Apache Spark on Dataproc vs. Google BigQuery

This post looks at research undertaken to provide interactive business intelligence reports and visualizations for thousands of end users, in the hopes of addressing some of the challenges to architects and engineers looking at moving to Google Cloud Platform in selecting the best technology stack based on their requirements and to process large volumes of data in a cost effective yet reliable manner.

Introduction

When it comes to Big Data infrastructure on Google Cloud Platform, the most popular choices Data architects need to consider today are Google BigQuery – A serverless, highly scalable and cost-effective cloud data warehouse, Apache Beam based Cloud Dataflow and Dataproc – a fully managed cloud service for running Apache Spark and Apache Hadoop clusters in a simpler, more cost-efficient way.

This variety also presents challenges to architects and engineers looking at moving to Google Cloud Platform in selecting the best technology stack based on their requirements and to process large volumes of data in a cost effective yet reliable manner.

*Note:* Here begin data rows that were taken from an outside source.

use std::net::SocketAddr;
use std::path::PathBuf;

use clap::{Parser, Subcommand};

#[derive(Parser, Debug)]
#[command(name = "media-render", version)]
pub struct Args {
    #[command(subcommand)]
    pub cmd: Option<Command>,

    /// List output devices and exit
    #[arg(long)]
    pub list_devices: bool,

    /// Use a specific output device by substring match
    #[arg(long)]
    pub device: Option<String>,

    /// Resampler input chunk size in frames (higher => more latency, lower => more overhead)
    #[arg(long, default_value_t = 1024)]
    pub chunk_frames: usize,

    /// Playback callback refill cap (frames). Larger reduces lock churn but can add latency.
    #[arg(long, default_value_t = 4096)]
    pub refill_max_frames: usize,

    /// Queue buffer target in seconds (per stage)
    #[arg(long, default_value_t = 0.5)]
    pub buffer_seconds: f32,

    /// Encoded bytes buffered ahead of the decoder before the sink stops asking for data
    #[arg(long, default_value_t = 8192)]
    pub max_bytes: usize,
}

#[derive(Subcommand, Debug)]
pub enum Command {
    /// Serve the render HTTP API
    Listen {
        /// HTTP API bind address
        #[arg(long, default_value = "0.0.0.0:10001")]
        bind: SocketAddr,

        /// Identity used when opening streams on the media server
        #[arg(long, default_value = "mediaRender1")]
        id: String,

        /// Media server to bind at startup, e.g. http://127.0.0.1:10000
        #[arg(long)]
        server: Option<String>,

        /// How long play/stop wait for the engine to confirm (ms)
        #[arg(long, default_value_t = 2000)]
        confirm_timeout_ms: u64,
    },

    /// Play a local file through the streaming engine
    Play {
        /// Path to an encoded audio file
        path: PathBuf,

        /// Log per-chunk throughput
        #[arg(long)]
        stats: bool,
    },
}
use utoipa::OpenApi;

use crate::http_api;

#[derive(OpenApi)]
#[openapi(
    paths(
        http_api::health,
        http_api::bind,
        http_api::unbind,
        http_api::load,
        http_api::current_track,
        http_api::play,
        http_api::stop,
        http_api::pause,
        http_api::resume,
        http_api::status,
    ),
    components(
        schemas(
            http_api::HealthResponse,
            spotifice_types::BindRequest,
            spotifice_types::LoadTrackRequest,
            spotifice_types::TrackInfo,
            spotifice_types::RenderStatus,
            spotifice_types::PlaybackState,
            spotifice_types::ErrorBody,
            spotifice_types::ErrorKind,
        )
    ),
    tags(
        (name = "media-render", description = "Render node control API")
    )
)]
pub struct ApiDoc;
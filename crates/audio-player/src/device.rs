//! Output device discovery and selection.
//!
//! Thin wrappers around CPAL for:
//! - listing available output devices
//! - selecting either the default device or a device by substring match
//! - choosing a stream config and buffer size for a decoded source

use anyhow::{Context, Result, anyhow};
use cpal::traits::{DeviceTrait, HostTrait};

/// Pick the first output device whose name contains `needle` (case-insensitive), or the
/// host default device when `needle` is `None`.
pub fn pick_device(host: &cpal::Host, needle: Option<&str>) -> Result<cpal::Device> {
    if let Some(needle) = needle {
        let mut devices = host.output_devices().context("No output devices")?;
        return devices
            .find(|d| {
                d.description()
                    .ok()
                    .map(|n| matches_device_name(&n.name(), needle))
                    .unwrap_or(false)
            })
            .ok_or_else(|| anyhow!("No output device matched: {needle}"));
    }

    host.default_output_device()
        .ok_or_else(|| anyhow!("No default output device"))
}

/// Human-readable device name, falling back to `"unknown"`.
pub fn device_name(device: &cpal::Device) -> String {
    device
        .description()
        .map(|d| d.name().to_string())
        .unwrap_or_else(|_| "unknown".to_string())
}

/// Choose the output config closest to `target_rate`.
///
/// Prefers the highest supported rate that is `<= target_rate`; if none is, takes the
/// lowest rate above it. Ties are broken by sample format (`f32` first).
pub fn pick_output_config(
    device: &cpal::Device,
    target_rate: Option<u32>,
) -> Result<cpal::SupportedStreamConfig> {
    let ranges: Vec<cpal::SupportedStreamConfigRange> = device
        .supported_output_configs()
        .context("query output configs")?
        .collect();

    let mut best: Option<(bool, u32, u8, cpal::SupportedStreamConfig)> = None;

    for range in ranges {
        let rate = pick_rate_for_range(range.min_sample_rate(), range.max_sample_rate(), target_rate);
        let below = target_rate.map(|t| rate <= t).unwrap_or(true);
        let format_rank = sample_format_rank(range.sample_format());
        let replace = match &best {
            None => true,
            Some((b_below, b_rate, b_rank, _)) => {
                is_better_candidate(below, rate, format_rank, *b_below, *b_rate, *b_rank)
            }
        };
        if replace {
            best = Some((below, rate, format_rank, range.with_sample_rate(rate)));
        }
    }

    best.map(|(_, _, _, cfg)| cfg)
        .ok_or_else(|| anyhow!("No supported output configs"))
}

/// Prefer a large fixed buffer to reduce underruns; `None` lets CPAL pick.
pub fn pick_buffer_size(config: &cpal::SupportedStreamConfig) -> Option<cpal::BufferSize> {
    const MAX_FRAMES: u32 = 16_384;
    match config.buffer_size() {
        cpal::SupportedBufferSize::Range { min, max } => {
            Some(cpal::BufferSize::Fixed((*max).min(MAX_FRAMES).max(*min)))
        }
        cpal::SupportedBufferSize::Unknown => None,
    }
}

/// Names of all output devices on `host`, in host order.
pub fn list_devices(host: &cpal::Host) -> Result<Vec<String>> {
    let devices = host.output_devices().context("No output devices")?;
    Ok(devices.map(|d| device_name(&d)).collect())
}

fn pick_rate_for_range(min: u32, max: u32, target_rate: Option<u32>) -> u32 {
    match target_rate {
        Some(target) => target.clamp(min, max.max(min)),
        None => max,
    }
}

fn sample_format_rank(format: cpal::SampleFormat) -> u8 {
    match format {
        cpal::SampleFormat::F32 => 0,
        cpal::SampleFormat::I32 => 1,
        cpal::SampleFormat::I16 => 2,
        cpal::SampleFormat::U16 => 3,
        _ => 10,
    }
}

fn is_better_candidate(
    below: bool,
    rate: u32,
    format_rank: u8,
    best_below: bool,
    best_rate: u32,
    best_rank: u8,
) -> bool {
    if below != best_below {
        below
    } else if rate != best_rate {
        // Among rates above the target, the lowest one is closest.
        if below { rate > best_rate } else { rate < best_rate }
    } else {
        format_rank < best_rank
    }
}

fn matches_device_name(name: &str, needle: &str) -> bool {
    let needle = needle.trim();
    if needle.is_empty() {
        return false;
    }
    name.to_lowercase().contains(&needle.to_lowercase())
}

In the following sections, we look at research we had undertaken to provide interactive business intelligence reports and visualizations for thousands of end users. Furthermore, as these users can concurrently generate a variety of such interactive reports, we need to design a system that can analyze billions of data points in real time.

Requirements

For technology evaluation purposes, we narrowed down to following requirements –

  1. Raw data set of 175TB size : This dataset is quite diverse with scores of tables and columns consisting of metrics and dimensions derived from multiple sources.
  2. Catering to 30,000 unique users
  3. Serving upto 60 concurrent queries to the platform users

The problem statement due to the size of the base dataset and requirement for a high real time querying paradigm requires a solution in the Big Data domain.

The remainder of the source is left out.